● EXERCISE:
Beginning at the first line of the data, print each line exactly, stopping after the line that contains "no downloadable result.".

■ ■ ■ ■ ■

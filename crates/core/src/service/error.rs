//! Error types for the conversion service.

use thiserror::Error;

use crate::config::LimitViolation;
use crate::converter::ConverterError;
use crate::error::ErrorCode;
use crate::options::ValidationError;
use crate::queue::QueueError;
use crate::storage::StorageError;
use crate::task::{TaskStatus, TaskStoreError};

/// Errors returned to callers of [`ConversionService`](super::ConversionService).
#[derive(Debug, Error)]
pub enum ServiceError {
    #[error("Invalid request: {0}")]
    InvalidRequest(String),

    #[error("Invalid options: {0}")]
    InvalidOptions(#[from] ValidationError),

    #[error("Too many files: {count} (max {max})")]
    TooManyFiles { count: usize, max: usize },

    #[error(transparent)]
    Limit(#[from] LimitViolation),

    #[error("File not found: {0}")]
    FileNotFound(String),

    #[error("Task not found: {0}")]
    TaskNotFound(String),

    /// The task exists but has no downloadable result.
    #[error("Task {task_id} has no result (status {status})")]
    ResultNotReady { task_id: String, status: TaskStatus },

    /// None of the requested tasks has a readable result.
    #[error("No finished results among {requested} requested tasks")]
    NoResults { requested: usize },

    #[error("Could not read media: {0}")]
    Probe(ConverterError),

    #[error("Task store error: {0}")]
    Store(TaskStoreError),

    #[error("Storage error: {0}")]
    Storage(#[from] StorageError),

    #[error("Queue error: {0}")]
    Queue(#[from] QueueError),
}

impl From<TaskStoreError> for ServiceError {
    fn from(e: TaskStoreError) -> Self {
        match e {
            TaskStoreError::FileNotFound(id) => Self::FileNotFound(id),
            TaskStoreError::NotFound(id) => Self::TaskNotFound(id),
            TaskStoreError::ActiveTaskExists { file_id, task_id } => Self::InvalidRequest(format!(
                "file {} is already being converted by task {}",
                file_id, task_id
            )),
            other => Self::Store(other),
        }
    }
}

impl ServiceError {
    pub fn code(&self) -> ErrorCode {
        match self {
            Self::InvalidRequest(_) => ErrorCode::InvalidRequest,
            Self::InvalidOptions(_) => ErrorCode::InvalidOptions,
            Self::TooManyFiles { .. } => ErrorCode::LimitExceededCount,
            Self::Limit(violation) => violation.code,
            Self::FileNotFound(_)
            | Self::TaskNotFound(_)
            | Self::ResultNotReady { .. }
            | Self::NoResults { .. } => ErrorCode::NotFound,
            Self::Probe(e) => e.code(),
            Self::Store(e) => e.code(),
            Self::Storage(e) => e.code(),
            Self::Queue(e) => e.code(),
        }
    }
}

■ ■ ■ ■ ■

● COMPLETED EXERCISE:
filename crates/core/src/service/error.rs
//! Error types for the conversion service.

use thiserror::Error;

use crate::config::LimitViolation;
use crate::converter::ConverterError;
use crate::error::ErrorCode;
use crate::options::ValidationError;
use crate::queue::QueueError;
use crate::storage::StorageError;
use crate::task::{TaskStatus, TaskStoreError};

/// Errors returned to callers of [`ConversionService`](super::ConversionService).
#[derive(Debug, Error)]
pub enum ServiceError {
    #[error("Invalid request: {0}")]
    InvalidRequest(String),

    #[error("Invalid options: {0}")]
    InvalidOptions(#[from] ValidationError),

    #[error("Too many files: {count} (max {max})")]
    TooManyFiles { count: usize, max: usize },

    #[error(transparent)]
    Limit(#[from] LimitViolation),

    #[error("File not found: {0}")]
    FileNotFound(String),

    #[error("Task not found: {0}")]
    TaskNotFound(String),

    /// The task exists but has no downloadable result.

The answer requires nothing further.